まずは相手の話を聞くこと。大事にしたいのは“一緒に作り上げる”という姿勢
現在、私は経営企画部に所属し、企画課と新事業・サステナビリティ推進課を兼任しています。企画課では決裁関連が主な業務で、申請受付から決裁までの取り回しを行っています。申請書には、その方の精一杯の思いが込められていますので、そこを配慮しながら対応しています。修正をお願いする際は、作成したフォーマットを参考にしてもらい、“一緒に作り上げる”という姿勢で接することを心がけています。
一方、新事業・サステナビリティ推進課では、新規事業やサステナビリティに関する案件を一から精査し、事業化の可能性を検討しています。お客様のお困りごとから解決策を検討していくのですが、たとえばデジタル化が進んでいない生産者に対し、現場からの声をもとにシステムを開発し、徐々に浸透させていくような取り組みを行っています。
最近ではSNSを活用する企業が増え、当社でもPRにつなげられるのではないか、という声があがったため運用方法などを検討しています。また、国内における家畜の飼養戸数や人口の減少を見据え、飼料メーカーという主軸事業に付随する新規事業の可能性を模索しています。環境負荷を軽減するための取り組みとしては、新しい飼料を開発して売り出している段階ですが、そこにもお客様のニーズを感じています。

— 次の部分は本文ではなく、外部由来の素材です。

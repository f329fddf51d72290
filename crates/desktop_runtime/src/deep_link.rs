//! `?open=` query-string deep links applied once at boot.

use crate::model::AppType;

#[derive(Debug, Clone, Default, PartialEq, Eq)]
pub struct DeepLink {
    /// Apps to open, in query order, without duplicates.
    pub open: Vec<AppType>,
    /// Ids that did not name a known application.
    pub unknown: Vec<String>,
}

/// Parses a location search string such as `?open=projects,contact`.
///
/// Repeated `open` parameters are concatenated. Other parameters are ignored.
pub fn parse_open_query(search: &str) -> DeepLink {
    let mut link = DeepLink::default();
    let query = search.strip_prefix('?').unwrap_or(search);

    for pair in query.split('&') {
        let Some(("open", value)) = pair.split_once('=') else {
            continue;
        };
        for raw in value.split(|c| c == ',' || c == '+').map(str::trim) {
            if raw.is_empty() {
                continue;
            }
            match raw.parse::<AppType>() {
                Ok(app_type) if !link.open.contains(&app_type) => link.open.push(app_type),
                Ok(_) => {}
                Err(err) => link.unknown.push(err.0),
            }
        }
    }
    link
}

/// Returns `window.location.search`, or an empty string off the browser.
pub fn current_search() -> String {
    #[cfg(target_arch = "wasm32")]
    {
        web_sys::window()
            .and_then(|window| window.location().search().ok())
            .unwrap_or_default()
    }
    #[cfg(not(target_arch = "wasm32"))]
    {
        String::new()
    }
}

#[cfg(test)]
mod tests {
    use pretty_assertions::assert_eq;

    use super::*;

    #[test]
    fn opens_listed_apps_in_order_and_reports_unknown_ids() {
        assert_eq!(
            parse_open_query("?theme=dark&open=projects,calculator,contact,projects"),
            DeepLink {
                open: vec![AppType::Projects, AppType::Contact],
                unknown: vec!["calculator".to_string()],
            }
        );
    }

    #[test]
    fn empty_or_unrelated_queries_open_nothing() {
        assert_eq!(parse_open_query(""), DeepLink::default());
        assert_eq!(parse_open_query("?ref=home"), DeepLink::default());
        assert_eq!(parse_open_query("?open="), DeepLink::default());
    }

    #[test]
    fn repeated_parameters_accumulate() {
        assert_eq!(
            parse_open_query("open=terminal&open=games").open,
            vec![AppType::Terminal, AppType::Games]
        );
    }
}
//! Shared UI primitive library for the portfolio desktop shell.
//!
//! The crate owns reusable Leptos primitives, the icon catalog, and the stable
//! `data-ui-*` DOM contract the shell stylesheet targets. Shell components and app
//! content compose these primitives instead of emitting ad hoc control markup.

#![warn(missing_docs, rustdoc::broken_intra_doc_links)]

mod icon;
mod primitives;

pub use icon::{Icon, IconName, IconSize};
pub use primitives::{
    Badge, Button, ButtonSize, ButtonVariant, Card, Cluster, ColorField, DesktopBackdrop,
    DesktopIconButton, DesktopIconGrid, DesktopRoot, DesktopWindowLayer, Elevation, EmptyState,
    Grid, Heading, LauncherMenu, LayoutAlign, LayoutGap, LayoutJustify, LayoutPadding, MenuItem,
    MenuSeparator, MenuSurface, Stack, Switch, Taskbar, TaskbarButton, TaskbarClock,
    TaskbarSection, Text, TextField, TextRole, TextTone, WindowBody, WindowControlButton,
    WindowControls, WindowFrame, WindowTitle, WindowTitleBar,
};

/// Convenience imports for shell and app-content modules.
pub mod prelude {
    pub use crate::{
        Badge, Button, ButtonSize, ButtonVariant, Card, Cluster, ColorField, DesktopBackdrop,
        DesktopIconButton, DesktopIconGrid, DesktopRoot, DesktopWindowLayer, Elevation,
        EmptyState, Grid, Heading, Icon, IconName, IconSize, LauncherMenu, LayoutAlign,
        LayoutGap, LayoutJustify, LayoutPadding, MenuItem, MenuSeparator, MenuSurface, Stack,
        Switch, Taskbar, TaskbarButton, TaskbarClock, TaskbarSection, Text, TextField, TextRole,
        TextTone, WindowBody, WindowControlButton, WindowControls, WindowFrame, WindowTitle,
        WindowTitleBar,
    };
}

さらに、社内提案制度をリニューアルし、社員が声をあげやすい環境をめざしています。以前は新規の提案をしたくても、上司や関係部署への事前相談が必要で、提案までのハードルが高かったんです。リニューアル後は、社員一人ひとりが私たちに直接提案できるようになり、それを必要な関係部署と連携して提案者と共に事業性を検討する流れになりました。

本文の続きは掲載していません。